__What to work on__. Which lines come from the start of the records through the line that holds "assert_eq!(args.octave, 2);"? Write them out word for word.

Extracted data section start

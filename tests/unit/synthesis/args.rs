//! Tests for tiling parameter defaults, validation, and geometry resolution

#[cfg(test)]
mod tests {
    use tilemaker::TileError;
    use tilemaker::synthesis::args::{BackgroundColor, TileArgs};

    // Tests defaults match the documented parameter table
    // Verified by changing the default octave
    #[test]
    fn test_defaults() {
        let args = TileArgs::default();

        assert_eq!(args.bg_color, BackgroundColor { r: 0.0, g: 0.0, b: 0.0 });
        assert_eq!(args.octave, 2);
        assert_eq!((args.patch_height, args.patch_width), (-1, -1));
        assert!((args.blur - 0.5).abs() < f32::EPSILON);
        assert!(args.rotation_base.abs() < f32::EPSILON);
        assert!(args.rotation_var.abs() < f32::EPSILON);
        assert!((args.scale_base - 1.0).abs() < f32::EPSILON);
        assert!(args.scale_var.abs() < f32::EPSILON);
        assert_eq!(args.seed, 0);
        assert!(args.validate().is_ok());
    }

    // Tests automatic patch size is source dimension over grid side
    // Verified by dividing by octave instead of 2^octave
    #[test]
    fn test_resolve_automatic_patch() {
        let args = TileArgs::default();
        let geometry = args.resolve_geometry(64, 32).expect("canvas is large enough");

        assert_eq!(geometry.grid_side, 4);
        assert_eq!(geometry.cell_count(), 16);
        assert_eq!((geometry.patch_height, geometry.patch_width), (16, 8));
        assert_eq!((geometry.canvas_height, geometry.canvas_width), (64, 32));
    }

    // Tests explicit patch sizes are kept and zero counts as automatic
    // Verified by treating zero as an explicit size
    #[test]
    fn test_resolve_explicit_patch() {
        let args = TileArgs {
            octave: 1,
            patch_height: 5,
            patch_width: 0,
            ..TileArgs::default()
        };
        let geometry = args.resolve_geometry(20, 30).expect("canvas is large enough");

        assert_eq!((geometry.patch_height, geometry.patch_width), (5, 15));
        assert_eq!(args.patch_width, 0, "caller arguments are not modified");
    }

    // Tests cell spans cover an uneven canvas exactly, differing by at most one pixel
    // Verified by giving every cell the truncated patch size
    #[test]
    fn test_cell_spans_cover_canvas() {
        let geometry = TileArgs::default()
            .resolve_geometry(9, 13)
            .expect("canvas is large enough");

        let rows: Vec<(usize, usize)> = (0..4).map(|c| geometry.row_span(c)).collect();
        let columns: Vec<(usize, usize)> = (0..4).map(|c| geometry.column_span(c)).collect();
        assert_eq!(rows, vec![(0, 2), (2, 2), (4, 2), (6, 3)]);
        assert_eq!(columns, vec![(0, 3), (3, 3), (6, 3), (9, 4)]);

        assert!(geometry.auto_height && geometry.auto_width);
        assert_eq!((geometry.patch_height, geometry.patch_width), (2, 3));
        assert_eq!(geometry.patch_for(3, 3), (3, 4));
        assert_eq!(geometry.patch_for(0, 0), (2, 3));
    }

    // Tests explicit patch sizes ignore the cell extent
    // Verified by using cell spans for explicit patches
    #[test]
    fn test_explicit_patch_is_fixed() {
        let args = TileArgs {
            patch_height: 4,
            ..TileArgs::default()
        };
        let geometry = args.resolve_geometry(9, 13).expect("canvas is large enough");

        assert!(!geometry.auto_height);
        assert!(geometry.auto_width);
        assert_eq!(geometry.patch_for(3, 3), (4, 4));
        assert_eq!(geometry.patch_for(0, 0), (4, 3));
    }

    // Tests a canvas smaller than the grid cannot derive a patch
    // Verified by removing the zero patch check
    #[test]
    fn test_resolve_rejects_empty_patch() {
        let args = TileArgs::default();

        assert!(matches!(
            args.resolve_geometry(3, 16),
            Err(TileError::InvalidParameter {
                parameter: "patch_height",
                ..
            })
        ));
    }

    // Tests geometry resolution rejects octaves past the limit without overflowing
    // Verified by shifting by the octave unchecked
    #[test]
    fn test_resolve_rejects_huge_octave() {
        for octave in [13, 64, 70] {
            let args = TileArgs {
                octave,
                ..TileArgs::default()
            };
            assert!(matches!(
                args.resolve_geometry(1 << 20, 1 << 20),
                Err(TileError::InvalidParameter {
                    parameter: "octave",
                    ..
                })
            ));
        }
    }

    // Tests out-of-range parameters fail validation
    // Verified by only checking blur
    #[test]
    fn test_validate_rejects_bad_values() {
        let cases = [
            ("octave", TileArgs { octave: 13, ..TileArgs::default() }),
            ("blur", TileArgs { blur: 0.0, ..TileArgs::default() }),
            ("blur", TileArgs { blur: f32::NAN, ..TileArgs::default() }),
            ("scale_base", TileArgs { scale_base: f32::INFINITY, ..TileArgs::default() }),
            ("scale_var", TileArgs { scale_var: -0.1, ..TileArgs::default() }),
            ("rotation_var", TileArgs { rotation_var: -1.0, ..TileArgs::default() }),
            (
                "bg_color.g",
                TileArgs {
                    bg_color: BackgroundColor { r: 0.0, g: f32::NAN, b: 0.0 },
                    ..TileArgs::default()
                },
            ),
        ];

        for (expected, args) in cases {
            match args.validate() {
                Err(TileError::InvalidParameter { parameter, .. }) => {
                    assert_eq!(parameter, expected);
                }
                other => unreachable!("expected {expected} to be rejected, got {other:?}"),
            }
        }
    }

    // Tests background colour parsing from R,G,B
    // Verified by parsing components in reverse order
    #[test]
    fn test_parse_background_color() {
        let color: BackgroundColor = "0.25, 0.5,1".parse().expect("three components");
        assert_eq!(color, BackgroundColor { r: 0.25, g: 0.5, b: 1.0 });
        assert_eq!(color.channels(), [0.25, 0.5, 1.0]);

        assert!("1,2".parse::<BackgroundColor>().is_err());
        assert!("1,2,3,4".parse::<BackgroundColor>().is_err());
        assert!("red,0,0".parse::<BackgroundColor>().is_err());
    }
}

Extracted data section end

__Response__.
filename tests/unit/synthesis/args.rs
//! Tests for tiling parameter defaults, validation, and geometry resolution

#[cfg(test)]
mod tests {
    use tilemaker::TileError;
    use tilemaker::synthesis::args::{BackgroundColor, TileArgs};

    // Tests defaults match the documented parameter table
    // Verified by changing the default octave
    #[test]
    fn test_defaults() {
        let args = TileArgs::default();

        assert_eq!(args.bg_color, BackgroundColor { r: 0.0, g: 0.0, b: 0.0 });
        assert_eq!(args.octave, 2);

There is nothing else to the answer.